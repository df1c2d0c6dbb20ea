//! Error types for the datapath

use sluice_core::{CoreError, ErrorKind};
use thiserror::Error;

/// Datapath errors
#[derive(Debug, Error)]
pub enum DatapathError {
    /// Ring, extension or header failure
    #[error(transparent)]
    Core(#[from] CoreError),

    /// Invalid configuration
    #[error("Invalid configuration: {0}")]
    InvalidConfig(String),

    /// Invalid parameter
    #[error("Invalid parameter: {0}")]
    InvalidParameter(String),

    /// A rule failed validation during capture
    #[error("Invalid rule {index}: {reason}")]
    InvalidRule {
        /// Position of the rule in the request
        index: usize,
        /// What was wrong with it
        reason: String,
    },

    /// Object is in the wrong lifecycle state for the operation
    #[error("Invalid state: {0}")]
    InvalidState(String),

    /// Object is already attached or registered
    #[error("Duplicate object: {0}")]
    DuplicateObject(String),

    /// Object not found
    #[error("Not found: {0}")]
    NotFound(String),

    /// Caller lacks the privilege for the request
    #[error("Access denied: {0}")]
    AccessDenied(String),

    /// Interface or queue went away
    #[error("Device removed: {0}")]
    DeviceRemoved(String),

    /// A ring was found in an inconsistent state
    #[error("Ring {0} is in an error state")]
    InvalidRing(&'static str),

    /// Resources exhausted
    #[error("Resources exhausted: {0}")]
    Exhausted(String),

    /// A wait expired before its condition held
    #[error("Operation timed out")]
    Timeout,

    /// A wait was cancelled
    #[error("Operation cancelled")]
    Cancelled,

    /// Interface driver rejected the request
    #[error("Interface driver error: {0}")]
    Interface(String),
}

impl DatapathError {
    /// Category of this error
    pub fn kind(&self) -> ErrorKind {
        match self {
            DatapathError::Core(e) => e.kind(),
            DatapathError::InvalidConfig(_)
            | DatapathError::InvalidParameter(_)
            | DatapathError::InvalidRule { .. }
            | DatapathError::AccessDenied(_) => ErrorKind::Validation,
            DatapathError::InvalidState(_)
            | DatapathError::DuplicateObject(_)
            | DatapathError::NotFound(_)
            | DatapathError::Timeout
            | DatapathError::Cancelled => ErrorKind::StateConflict,
            DatapathError::InvalidRing(_) => ErrorKind::Integrity,
            DatapathError::DeviceRemoved(_) => ErrorKind::Removed,
            DatapathError::Exhausted(_) | DatapathError::Interface(_) => ErrorKind::Exhaustion,
        }
    }
}

/// Result alias for datapath operations
pub type Result<T> = std::result::Result<T, DatapathError>;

WHAT THE TASK REQUIRES. Copy down the material above exactly as it is.

ANSWER.
repository df1c2d0c6dbb20ea
//! Error types for the datapath

use sluice_core::{CoreError, ErrorKind};
use thiserror::Error;

/// Datapath errors
#[derive(Debug, Error)]
pub enum DatapathError {
    /// Ring, extension or header failure
    #[error(transparent)]
    Core(#[from] CoreError),

    /// Invalid configuration
    #[error("Invalid configuration: {0}")]
    InvalidConfig(String),

    /// Invalid parameter
    #[error("Invalid parameter: {0}")]
    InvalidParameter(String),

    /// A rule failed validation during capture
    #[error("Invalid rule {index}: {reason}")]
    InvalidRule {
        /// Position of the rule in the request
        index: usize,
        /// What was wrong with it
        reason: String,
    },

    /// Object is in the wrong lifecycle state for the operation
    #[error("Invalid state: {0}")]
    InvalidState(String),

    /// Object is already attached or registered
    #[error("Duplicate object: {0}")]
    DuplicateObject(String),

    /// Object not found
    #[error("Not found: {0}")]
    NotFound(String),

    /// Caller lacks the privilege for the request
    #[error("Access denied: {0}")]
    AccessDenied(String),

    /// Interface or queue went away
    #[error("Device removed: {0}")]
    DeviceRemoved(String),

    /// A ring was found in an inconsistent state
    #[error("Ring {0} is in an error state")]
    InvalidRing(&'static str),

    /// Resources exhausted
    #[error("Resources exhausted: {0}")]
    Exhausted(String),

    /// A wait expired before its condition held
    #[error("Operation timed out")]
    Timeout,

    /// A wait was cancelled
    #[error("Operation cancelled")]
    Cancelled,

    /// Interface driver rejected the request
    #[error("Interface driver error: {0}")]
    Interface(String),
}

impl DatapathError {
    /// Category of this error
    pub fn kind(&self) -> ErrorKind {
        match self {
            DatapathError::Core(e) => e.kind(),
            DatapathError::InvalidConfig(_)
            | DatapathError::InvalidParameter(_)
            | DatapathError::InvalidRule { .. }
            | DatapathError::AccessDenied(_) => ErrorKind::Validation,
            DatapathError::InvalidState(_)
            | DatapathError::DuplicateObject(_)
            | DatapathError::NotFound(_)
            | DatapathError::Timeout
            | DatapathError::Cancelled => ErrorKind::StateConflict,
            DatapathError::InvalidRing(_) => ErrorKind::Integrity,
            DatapathError::DeviceRemoved(_) => ErrorKind::Removed,
            DatapathError::Exhausted(_) | DatapathError::Interface(_) => ErrorKind::Exhaustion,
        }
    }
}

/// Result alias for datapath operations
pub type Result<T> = std::result::Result<T, DatapathError>;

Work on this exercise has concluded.